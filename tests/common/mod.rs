//! Shared helpers for integration tests

use mailroom::config::{BackoffConfig, SendGridConfig};
use mailroom::{EmailConfig, TemplateSet};
use std::path::PathBuf;
use std::time::Duration;

pub const SENDER: &str = "Mailroom <noreply@example.com>";

pub fn fixture_templates() -> TemplateSet {
    let dir = PathBuf::from(env!("CARGO_MANIFEST_DIR")).join("tests/fixtures/templates");
    TemplateSet::from_dir(dir).expect("Failed to load fixture templates")
}

/// Short retry budget so failing sends finish quickly
pub fn fast_backoff() -> BackoffConfig {
    BackoffConfig {
        initial_interval: Duration::from_millis(10),
        max_interval: Duration::from_millis(40),
        max_elapsed_time: Duration::from_millis(400),
        timeout: Duration::from_millis(200),
    }
}

/// SendGrid configuration pointing at a mock server
pub fn sendgrid_config(base_url: &str) -> EmailConfig {
    EmailConfig {
        sender: SENDER.to_string(),
        sendgrid: SendGridConfig {
            api_key: "sg:fakeapikey".to_string(),
            base_url: base_url.to_string(),
        },
        backoff: fast_backoff(),
        ..Default::default()
    }
}
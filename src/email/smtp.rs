//! SMTP mail transport implementation using a pooled lettre transport

use super::provider::{MailTransport, TransportError};
use crate::config::SmtpConfig;
use crate::domain::OutgoingMessage;
use async_trait::async_trait;
use lettre::{
    message::{header::ContentType, MultiPart, SinglePart},
    transport::smtp::{
        authentication::{Credentials, Mechanism},
        client::{Tls, TlsParameters},
        PoolConfig,
    },
    AsyncSmtpTransport, AsyncTransport, Message, Tokio1Executor,
};
use std::time::Duration;
use tokio::sync::Semaphore;

/// SMTP-based mail transport backed by a connection pool.
///
/// At most `pool_size` sends run at once; callers beyond that limit wait for
/// a permit, and the wait counts against the attempt's timeout.
pub struct SmtpMailTransport {
    transport: AsyncSmtpTransport<Tokio1Executor>,
    permits: Semaphore,
    addr: String,
}

impl SmtpMailTransport {
    /// Create a new SMTP transport from configuration.
    ///
    /// `timeout` is applied to every network operation of the pooled
    /// connections. STARTTLS is used whenever the server offers it.
    pub fn from_config(config: &SmtpConfig, timeout: Duration) -> Result<Self, TransportError> {
        let tls = TlsParameters::new(config.host.clone())
            .map_err(|e| TransportError::InvalidConfiguration(e.to_string()))?;

        let pool = PoolConfig::new().max_size(u32::try_from(config.pool_size).unwrap_or(u32::MAX));

        let mut builder = AsyncSmtpTransport::<Tokio1Executor>::builder_dangerous(&config.host)
            .port(config.port)
            .tls(Tls::Opportunistic(tls))
            .timeout(Some(timeout))
            .pool_config(pool);

        // Add credentials if provided
        if !config.username.is_empty() {
            builder = builder.credentials(Credentials::new(
                config.username.clone(),
                config.password.clone(),
            ));

            // lettre has no CRAM-MD5; LOGIN sends the password base64-encoded
            if config.use_cram_md5 {
                tracing::warn!(
                    "CRAM-MD5 is not supported, authenticating to {} with LOGIN instead",
                    config.addr()
                );
                builder = builder.authentication(vec![Mechanism::Login]);
            }
        }

        Ok(Self {
            transport: builder.build(),
            permits: Semaphore::new(config.pool_size.min(Semaphore::MAX_PERMITS)),
            addr: config.addr(),
        })
    }

    /// Build the MIME message with text and html alternatives
    fn build_message(message: &OutgoingMessage) -> Result<Message, TransportError> {
        if message.to.is_empty() {
            return Err(TransportError::InvalidMessage(
                "No recipients specified".to_string(),
            ));
        }

        let mut builder = Message::builder()
            .from(message.from.clone())
            .subject(&message.subject);

        for to in &message.to {
            builder = builder.to(to.clone());
        }

        builder
            .multipart(
                MultiPart::alternative()
                    .singlepart(
                        SinglePart::builder()
                            .header(ContentType::TEXT_PLAIN)
                            .body(message.text_body.clone()),
                    )
                    .singlepart(
                        SinglePart::builder()
                            .header(ContentType::TEXT_HTML)
                            .body(message.html_body.clone()),
                    ),
            )
            .map_err(|e| TransportError::InvalidMessage(e.to_string()))
    }
}

#[async_trait]
impl MailTransport for SmtpMailTransport {
    async fn send(
        &self,
        message: &OutgoingMessage,
        timeout: Duration,
    ) -> Result<(), TransportError> {
        let email = Self::build_message(message)?;

        let _permit = self
            .permits
            .acquire()
            .await
            .map_err(|_| TransportError::ConnectionError("connection pool closed".to_string()))?;

        match self.transport.send(email).await {
            Ok(response) => {
                tracing::debug!(
                    "SMTP server {} accepted message: {}",
                    self.addr,
                    response.message().collect::<Vec<_>>().join(" ")
                );
                Ok(())
            }
            Err(e) => {
                let error_msg = e.to_string();
                if e.is_timeout() {
                    Err(TransportError::Timeout(timeout))
                } else if error_msg.contains("authentication") || error_msg.contains("AUTH") {
                    Err(TransportError::AuthenticationFailed(error_msg))
                } else if error_msg.contains("connection") || error_msg.contains("pool") {
                    Err(TransportError::ConnectionError(error_msg))
                } else {
                    Err(TransportError::SendFailed(error_msg))
                }
            }
        }
    }

    fn name(&self) -> &'static str {
        "smtp"
    }
}
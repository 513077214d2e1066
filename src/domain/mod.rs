//! Domain types for Mailroom

pub mod email;

pub use email::{parse_address, parse_addresses, Email, OutgoingMessage};
use anyhow::{Context, Result};
use clap::{Parser, Subcommand};
use mailroom::config::TelemetryConfig;
use mailroom::{telemetry, Email, EmailConfig, Mailer, TemplateSet};
use std::path::PathBuf;
use tokio_util::sync::CancellationToken;
use tracing::info;

/// Render and deliver templated email
#[derive(Parser, Debug)]
#[command(name = "mailroom")]
#[command(about = "Send templated email over SMTP or SendGrid", long_about = None)]
#[command(version)]
struct Cli {
    #[command(subcommand)]
    command: Commands,
}

#[derive(Subcommand, Debug)]
enum Commands {
    /// Validate the email configuration from the environment
    Check,
    /// Render a template and deliver it
    Send {
        /// Recipient address; repeat for several recipients
        #[arg(long, required = true)]
        to: Vec<String>,

        #[arg(long)]
        subject: String,

        /// Template name without extension
        #[arg(long)]
        template: String,

        /// Directory holding `<template>.txt` and `<template>.html`
        #[arg(long, default_value = "templates")]
        templates_dir: PathBuf,

        /// Template data as a JSON object
        #[arg(long, default_value = "{}")]
        data: String,
    },
}

#[tokio::main]
async fn main() -> Result<()> {
    dotenvy::dotenv().ok();

    let cli = Cli::parse();
    telemetry::init(&TelemetryConfig::from_env());

    let config = EmailConfig::from_env()?;

    match cli.command {
        Commands::Check => {
            config.validate()?;
            if config.available() {
                let transport = if config.smtp.enabled() { "smtp" } else { "sendgrid" };
                info!(
                    "Email configuration is valid, sending as {} via {}",
                    config.from_address(),
                    transport
                );
            } else if config.testing {
                info!("Testing mode, sends go to the mock transport");
            } else {
                info!("No email transport configured, email sending is disabled");
            }
            Ok(())
        }
        Commands::Send {
            to,
            subject,
            template,
            templates_dir,
            data,
        } => {
            let data: serde_json::Value =
                serde_json::from_str(&data).context("Invalid --data JSON")?;
            let templates = TemplateSet::from_dir(&templates_dir).with_context(|| {
                format!("Failed to load templates from {}", templates_dir.display())
            })?;

            let mailer = Mailer::initialize(config, Some(templates)).await?;
            let email = Email::new(mailer.config().from_address(), to, subject, template, data)?;

            let cancel = CancellationToken::new();
            let trigger = cancel.clone();
            tokio::spawn(async move {
                if tokio::signal::ctrl_c().await.is_ok() {
                    info!("Interrupted, abandoning delivery");
                    trigger.cancel();
                }
            });

            mailer.send_with_cancel(&email, &cancel).await?;
            info!("Delivered {:?} to {}", email.subject, email.to.join(", "));
            Ok(())
        }
    }
}
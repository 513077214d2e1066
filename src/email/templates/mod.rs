//! Email template system
//!
//! Templates are Jinja-style documents looked up by file name (`welcome.txt`,
//! `welcome.html`) and rendered with a JSON data value. Files ending in
//! `.html` are HTML-escaped automatically. Shared fragments are pulled in with
//! `{% include "partials/footer.html" %}` and layouts with `{% extends %}`.

use crate::error::{MailError, Result};
use minijinja::{Environment, ErrorKind};
use serde_json::{Map, Value};
use std::io;
use std::path::Path;

/// Named set of templates backed by a minijinja environment
#[derive(Debug, Clone)]
pub struct TemplateSet {
    env: Environment<'static>,
}

impl Default for TemplateSet {
    fn default() -> Self {
        Self::new()
    }
}

impl TemplateSet {
    pub fn new() -> Self {
        Self {
            env: Environment::new(),
        }
    }

    /// Serve templates from `dir`, loading each file on first use.
    ///
    /// Names are paths relative to `dir`, so partials live under e.g.
    /// `partials/footer.html`.
    pub fn from_dir(dir: impl AsRef<Path>) -> io::Result<Self> {
        let dir = dir.as_ref();
        if !dir.is_dir() {
            return Err(io::Error::new(
                io::ErrorKind::NotFound,
                format!("template directory {} does not exist", dir.display()),
            ));
        }

        let mut env = Environment::new();
        env.set_loader(minijinja::path_loader(dir));
        tracing::debug!("Serving email templates from {}", dir.display());

        Ok(Self { env })
    }

    /// Add a template under its full file name (e.g., `welcome.html`)
    pub fn insert(&mut self, name: impl Into<String>, body: impl Into<String>) -> Result<&mut Self> {
        self.env.add_template_owned(name.into(), body.into())?;
        Ok(self)
    }

    /// Render a single template file
    pub fn render(&self, name: &str, data: &Value) -> Result<String> {
        let template = self.env.get_template(name).map_err(|e| match e.kind() {
            ErrorKind::TemplateNotFound => MailError::TemplateNotFound(name.to_string()),
            _ => MailError::Template(e),
        })?;

        let rendered = match data {
            Value::Object(_) => template.render(data)?,
            _ => template.render(Map::new())?,
        };
        Ok(rendered)
    }

    /// Render both the text and html variants of `name` (given without extension)
    pub fn render_email(&self, name: &str, data: &Value) -> Result<RenderedEmail> {
        Ok(RenderedEmail {
            text_body: self.render(&format!("{}.txt", name), data)?,
            html_body: self.render(&format!("{}.html", name), data)?,
        })
    }
}

/// Rendered email bodies with all variables substituted
#[derive(Debug, Clone, PartialEq, Eq)]
pub struct RenderedEmail {
    pub text_body: String,
    pub html_body: String,
}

+ + + +

● Exercise instructions: Please reproduce, exactly as written, the lines of the records from the first line through the one containing "pub const SENDER: &str".

● Reply to the exercise:
filename tests/common/mod.rs
//! Shared helpers for integration tests

use mailroom::config::{BackoffConfig, SendGridConfig};
use mailroom::{EmailConfig, TemplateSet};
use std::path::PathBuf;
use std::time::Duration;

pub const SENDER: &str = "Mailroom <noreply@example.com>";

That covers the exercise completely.